Tridentinv's Blog

Just another WordPress.com weblog

Archive for the ‘Seller Financing’ Category

Sandwich Lease Options — Pros and Cons

with one comment

Sandwich Lease Options

Today’s topic will be the use and how to use a Sandwich Lease Option to your investment portfolio.  To my knowledge this is the only technique where you are guaranteed a positive cash flow without actual ownership of a home.  It doesn’t matter if you are buying in San Francisco or in a medium sized town in the Mid-West.

Over the past 6 years of helping owners find lease option tenant/buyers for their investment homes, I have strongly considered doing a “Sandwich Lease Option” on some of these homes.  Let me begin by explaining the basics of a lease option and then the sandwich variety.

When a buyer wants to do a lease option with an owner the buyer is ideally saying he wants to buy the rights to buy a home at some later time frame (i.e., do a lease with the option to buy).  This is not a transference of ownership; it is merely buying the rights to buy within a time frame, much like options in the stock market.

When this buyer does a lease option with an owner then the buyer has to provide some form of consideration (usually in the form of money) and a contract is drawn up between the two parties.  Frequently there will be a monthly rent credit paid out of each of the monthly rental payments.  This credit is considered an incentive for the buyer to buy.

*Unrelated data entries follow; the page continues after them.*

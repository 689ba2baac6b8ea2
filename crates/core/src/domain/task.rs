use chrono::{DateTime, Utc};
use serde::{Deserialize, Serialize};

use crate::domain::event::TenantId;
use crate::errors::DomainError;

#[derive(Clone, Debug, PartialEq, Eq, Hash, Serialize, Deserialize)]
pub struct TaskId(pub String);

#[derive(Clone, Copy, Debug, PartialEq, Eq, Serialize, Deserialize)]
#[serde(rename_all = "snake_case")]
pub enum TaskStatus {
    Open,
    Accepted,
    Rejected,
    Done,
}

impl TaskStatus {
    pub fn as_str(&self) -> &'static str {
        match self {
            Self::Open => "open",
            Self::Accepted => "accepted",
            Self::Rejected => "rejected",
            Self::Done => "done",
        }
    }

    pub fn parse(raw: &str) -> Option<Self> {
        match raw {
            "open" => Some(Self::Open),
            "accepted" => Some(Self::Accepted),
            "rejected" => Some(Self::Rejected),
            "done" => Some(Self::Done),
            _ => None,
        }
    }
}

/// Canonical CRM-lite task record. The relational row is the source of
/// truth; the event log only mirrors changes to it.
#[derive(Clone, Debug, PartialEq, Serialize, Deserialize)]
pub struct Task {
    pub id: TaskId,
    pub tenant_id: TenantId,
    pub title: String,
    pub detail: Option<String>,
    pub status: TaskStatus,
    pub created_at: DateTime<Utc>,
    pub updated_at: DateTime<Utc>,
}

impl Task {
    pub fn can_transition_to(&self, next: TaskStatus) -> bool {
        matches!(
            (self.status, next),
            (TaskStatus::Open, TaskStatus::Accepted)
                | (TaskStatus::Open, TaskStatus::Rejected)
                | (TaskStatus::Accepted, TaskStatus::Done)
        )
    }

    pub fn transition_to(&mut self, next: TaskStatus, at: DateTime<Utc>) -> Result<(), DomainError> {
        if !self.can_transition_to(next) {
            return Err(DomainError::InvalidTaskTransition { from: self.status, to: next });
        }
        self.status = next;
        self.updated_at = at;
        Ok(())
    }
}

The term of the contract is open to whatever terms the two parties will want but is often set on annual terms.  In strong appreciating real estate markets the term can be one year or less and weaker non-appreciating markets the terms can be two to three years or longer.

Prices can be negotiated within an infinite number of ways.  The most common is to set a specific price and that is the price.  The second way is to set it at some appraised value (or appraised value minus some percentage discount) in the future.  Either method or a combination of the two can be desired.  A combination would be at an appraised value with a minimum or maximum value also placed into the pricing terms.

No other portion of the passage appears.